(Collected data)
════════

use std::borrow::Cow;

use http::StatusCode;

pub const INTERNAL_SERVER_ERROR: &str = "InternalServerError";
pub const INTERNAL_SERVER_ERROR_MSG: &str = "Your request couldn't be completed. Try again later.";

/// ErrorMetadata can be attached to an anyhow error chain via
/// `.context(e /*ErrorMetadata*/)`. It tags errors with the information
/// used to classify them at the HTTP/WS boundary.
///
/// The `msg` is conveyed as a user facing error message if it makes it to the
/// client.
///
/// The `short_msg` is used as a tag - available for tests and for logging -
/// that is resilient to changes in copy. HTTP responses send it as a separate
/// `code` field.
#[derive(thiserror::Error, Clone, Debug, PartialEq, Eq)]
#[error("{msg}")]
pub struct ErrorMetadata {
    pub code: ErrorCode,
    /// Short ScreamingCamelCase tag, e.g. `ConversationLocked`. Usable in
    /// tests for string matching.
    pub short_msg: Cow<'static, str>,
    /// Human readable, user/developer facing. Longer and descriptive.
    pub msg: Cow<'static, str>,
}

#[derive(Debug, Clone, Copy, PartialEq, Eq)]
pub enum ErrorCode {
    BadRequest,
    Unauthenticated,
    Forbidden,
    NotFound,
    Conflict,
    RequestTimeout,
    UnprocessableEntity,
    ClientDisconnect,

    Overloaded,
    OperationalInternalServerError,
}

impl ErrorMetadata {
    /// Bad Request. Maps to 400 in HTTP.
    pub fn bad_request(
        short_msg: impl Into<Cow<'static, str>>,
        msg: impl Into<Cow<'static, str>>,
    ) -> Self {
        Self {
            code: ErrorCode::BadRequest,
            short_msg: short_msg.into(),
            msg: msg.into(),
        }
    }

    /// Not authenticated. Maps to 401 in HTTP.
    pub fn unauthenticated(
        short_msg: impl Into<Cow<'static, str>>,
        msg: impl Into<Cow<'static, str>>,
    ) -> Self {
        Self {
            code: ErrorCode::Unauthenticated,
            short_msg: short_msg.into(),
            msg: msg.into(),
        }
    }

    /// Forbidden. Maps to 403 in HTTP.
    pub fn forbidden(
        short_msg: impl Into<Cow<'static, str>>,
        msg: impl Into<Cow<'static, str>>,
    ) -> Self {
        Self {
            code: ErrorCode::Forbidden,
            short_msg: short_msg.into(),
            msg: msg.into(),
        }
    }

    /// Resource not found. Maps to 404 in HTTP.
    pub fn not_found(
        short_msg: impl Into<Cow<'static, str>>,
        msg: impl Into<Cow<'static, str>>,
    ) -> Self {
        Self {
            code: ErrorCode::NotFound,
            short_msg: short_msg.into(),
            msg: msg.into(),
        }
    }

    /// A concurrent request already holds an exclusive resource. Maps to 409.
    pub fn conflict(
        short_msg: impl Into<Cow<'static, str>>,
        msg: impl Into<Cow<'static, str>>,
    ) -> Self {
        Self {
            code: ErrorCode::Conflict,
            short_msg: short_msg.into(),
            msg: msg.into(),
        }
    }

    /// An upstream dependency didn't answer in time. Maps to 408.
    pub fn request_timeout(
        short_msg: impl Into<Cow<'static, str>>,
        msg: impl Into<Cow<'static, str>>,
    ) -> Self {
        Self {
            code: ErrorCode::RequestTimeout,
            short_msg: short_msg.into(),
            msg: msg.into(),
        }
    }

    /// The request was well-formed but cannot be processed (e.g. the user's
    /// database rejected our session). Maps to 422.
    pub fn unprocessable_entity(
        short_msg: impl Into<Cow<'static, str>>,
        msg: impl Into<Cow<'static, str>>,
    ) -> Self {
        Self {
            code: ErrorCode::UnprocessableEntity,
            short_msg: short_msg.into(),
            msg: msg.into(),
        }
    }

    /// Client disconnected the connection.
    pub fn client_disconnect() -> Self {
        Self {
            code: ErrorCode::ClientDisconnect,
            short_msg: "ClientDisconnected".into(),
            msg: "The client disconnected before the request completed".into(),
        }
    }

    /// A defensive limit was hit (e.g. the connection pool is exhausted).
    /// Maps to 503; safe to retry.
    pub fn overloaded(
        short_msg: impl Into<Cow<'static, str>>,
        msg: impl Into<Cow<'static, str>>,
    ) -> Self {
        Self {
            code: ErrorCode::Overloaded,
            short_msg: short_msg.into(),
            msg: msg.into(),
        }
    }

    /// Internal server error with a generic user message (maps to 500).
    /// Used where the failure comes from a known operational source. For
    /// everything else use bare `anyhow`, which classifies as 500 anyway.
    pub fn operational_internal_server_error() -> Self {
        Self {
            code: ErrorCode::OperationalInternalServerError,
            short_msg: INTERNAL_SERVER_ERROR.into(),
            msg: INTERNAL_SERVER_ERROR_MSG.into(),
        }
    }

    pub fn is_bad_request(&self) -> bool {
        self.code == ErrorCode::BadRequest
    }

    pub fn is_unauthenticated(&self) -> bool {
        self.code == ErrorCode::Unauthenticated
    }

    pub fn is_forbidden(&self) -> bool {
        self.code == ErrorCode::Forbidden
    }

    pub fn is_not_found(&self) -> bool {
        self.code == ErrorCode::NotFound
    }

    pub fn is_conflict(&self) -> bool {
        self.code == ErrorCode::Conflict
    }

    pub fn is_overloaded(&self) -> bool {
        self.code == ErrorCode::Overloaded
    }

    /// True if this error is deterministically caused by the caller, so
    /// retrying the same request cannot succeed.
    pub fn is_deterministic_user_error(&self) -> bool {
        match self.code {
            ErrorCode::BadRequest
            | ErrorCode::Unauthenticated
            | ErrorCode::Forbidden
            | ErrorCode::NotFound
            | ErrorCode::UnprocessableEntity => true,
            ErrorCode::Conflict
            | ErrorCode::RequestTimeout
            | ErrorCode::ClientDisconnect
            | ErrorCode::Overloaded
            | ErrorCode::OperationalInternalServerError => false,
        }
    }
}

impl ErrorCode {
    pub fn http_status_code(&self) -> StatusCode {
        match self {
            ErrorCode::BadRequest => StatusCode::BAD_REQUEST,
            // HTTP has the unfortunate naming of 401 as unauthorized when
            // it's really about authentication.
            ErrorCode::Unauthenticated => StatusCode::UNAUTHORIZED,
            ErrorCode::Forbidden => StatusCode::FORBIDDEN,
            ErrorCode::NotFound => StatusCode::NOT_FOUND,
            ErrorCode::Conflict => StatusCode::CONFLICT,
            ErrorCode::RequestTimeout | ErrorCode::ClientDisconnect => {
                StatusCode::REQUEST_TIMEOUT
            },
            ErrorCode::UnprocessableEntity => StatusCode::UNPROCESSABLE_ENTITY,
            ErrorCode::Overloaded => StatusCode::SERVICE_UNAVAILABLE,
            ErrorCode::OperationalInternalServerError => StatusCode::INTERNAL_SERVER_ERROR,
        }
    }
}

/// Classification helpers over `anyhow::Error`, looking for an attached
/// [`ErrorMetadata`] anywhere in the chain. Untagged errors classify as 500.
pub trait ErrorMetadataAnyhowExt {
    fn is_bad_request(&self) -> bool;
    fn is_unauthenticated(&self) -> bool;
    fn is_forbidden(&self) -> bool;
    fn is_not_found(&self) -> bool;
    fn is_conflict(&self) -> bool;
    fn is_overloaded(&self) -> bool;
    fn is_deterministic_user_error(&self) -> bool;
    fn user_facing_message(&self) -> String;
    fn short_msg(&self) -> &str;
    fn msg(&self) -> &str;
    fn http_status(&self) -> StatusCode;
}

impl ErrorMetadataAnyhowExt for anyhow::Error {
    fn is_bad_request(&self) -> bool {
        self.downcast_ref::<ErrorMetadata>()
            .is_some_and(|e| e.is_bad_request())
    }

    fn is_unauthenticated(&self) -> bool {
        self.downcast_ref::<ErrorMetadata>()
            .is_some_and(|e| e.is_unauthenticated())
    }

    fn is_forbidden(&self) -> bool {
        self.downcast_ref::<ErrorMetadata>()
            .is_some_and(|e| e.is_forbidden())
    }

    fn is_not_found(&self) -> bool {
        self.downcast_ref::<ErrorMetadata>()
            .is_some_and(|e| e.is_not_found())
    }

    fn is_conflict(&self) -> bool {
        self.downcast_ref::<ErrorMetadata>()
            .is_some_and(|e| e.is_conflict())
    }

    fn is_overloaded(&self) -> bool {
        self.downcast_ref::<ErrorMetadata>()
            .is_some_and(|e| e.is_overloaded())
    }

    fn is_deterministic_user_error(&self) -> bool {
        self.downcast_ref::<ErrorMetadata>()
            .is_some_and(|e| e.is_deterministic_user_error())
    }

    /// Message to show the user. Untagged errors get the generic 500 copy so
    /// internal details never leak.
    fn user_facing_message(&self) -> String {
        match self.downcast_ref::<ErrorMetadata>() {
            Some(e) => e.msg.to_string(),
            None => INTERNAL_SERVER_ERROR_MSG.to_string(),
        }
    }

    fn short_msg(&self) -> &str {
        match self.downcast_ref::<ErrorMetadata>() {
            Some(e) => &e.short_msg,
            None => INTERNAL_SERVER_ERROR,
        }
    }

    fn msg(&self) -> &str {
        match self.downcast_ref::<ErrorMetadata>() {
            Some(e) => &e.msg,
            None => INTERNAL_SERVER_ERROR_MSG,
        }
    }

    fn http_status(&self) -> StatusCode {
        match self.downcast_ref::<ErrorMetadata>() {
            Some(e) => e.code.http_status_code(),
            None => StatusCode::INTERNAL_SERVER_ERROR,
        }
    }
}

#[cfg(test)]
mod tests {
    use anyhow::Context;
    use http::StatusCode;

    use super::*;

    #[test]
    fn test_tagged_error_survives_context_chain() {
        let e: anyhow::Error = anyhow::anyhow!("underlying io failure")
            .context(ErrorMetadata::not_found("MapNotFound", "Map M123 not found"))
            .context("while handling request");
        assert!(e.is_not_found());
        assert_eq!(e.short_msg(), "MapNotFound");
        assert_eq!(e.http_status(), StatusCode::NOT_FOUND);
        assert_eq!(e.user_facing_message(), "Map M123 not found");
    }

    #[test]
    fn test_untagged_error_is_internal() {
        let e = anyhow::anyhow!("schema drift: missing column");
        assert_eq!(e.http_status(), StatusCode::INTERNAL_SERVER_ERROR);
        // Internal details must not reach the user.
        assert_eq!(e.user_facing_message(), INTERNAL_SERVER_ERROR_MSG);
        assert_eq!(e.short_msg(), INTERNAL_SERVER_ERROR);
    }

    #[test]
    fn test_status_codes() {
        assert_eq!(
            ErrorMetadata::conflict("ConversationLocked", "busy")
                .code
                .http_status_code(),
            StatusCode::CONFLICT
        );
        assert_eq!(
            ErrorMetadata::request_timeout("ConnectTimeout", "timed out")
                .code
                .http_status_code(),
            StatusCode::REQUEST_TIMEOUT
        );
        assert_eq!(
            ErrorMetadata::unprocessable_entity("PostgresError", "bad db")
                .code
                .http_status_code(),
            StatusCode::UNPROCESSABLE_ENTITY
        );
        assert_eq!(
            ErrorMetadata::overloaded("PoolExhausted", "try later")
                .code
                .http_status_code(),
            StatusCode::SERVICE_UNAVAILABLE
        );
    }

    #[test]
    fn test_deterministic_user_error_classification() {
        assert!(ErrorMetadata::bad_request("X", "y").is_deterministic_user_error());
        assert!(!ErrorMetadata::conflict("X", "y").is_deterministic_user_error());
        assert!(!ErrorMetadata::operational_internal_server_error().is_deterministic_user_error());
    }
}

════════

Give again, exactly as written, every line from the first one above through the line that has "error chain via" in it.

- _Solution to the problem_:
use std::borrow::Cow;

use http::StatusCode;

pub const INTERNAL_SERVER_ERROR: &str = "InternalServerError";
pub const INTERNAL_SERVER_ERROR_MSG: &str = "Your request couldn't be completed. Try again later.";

/// ErrorMetadata can be attached to an anyhow error chain via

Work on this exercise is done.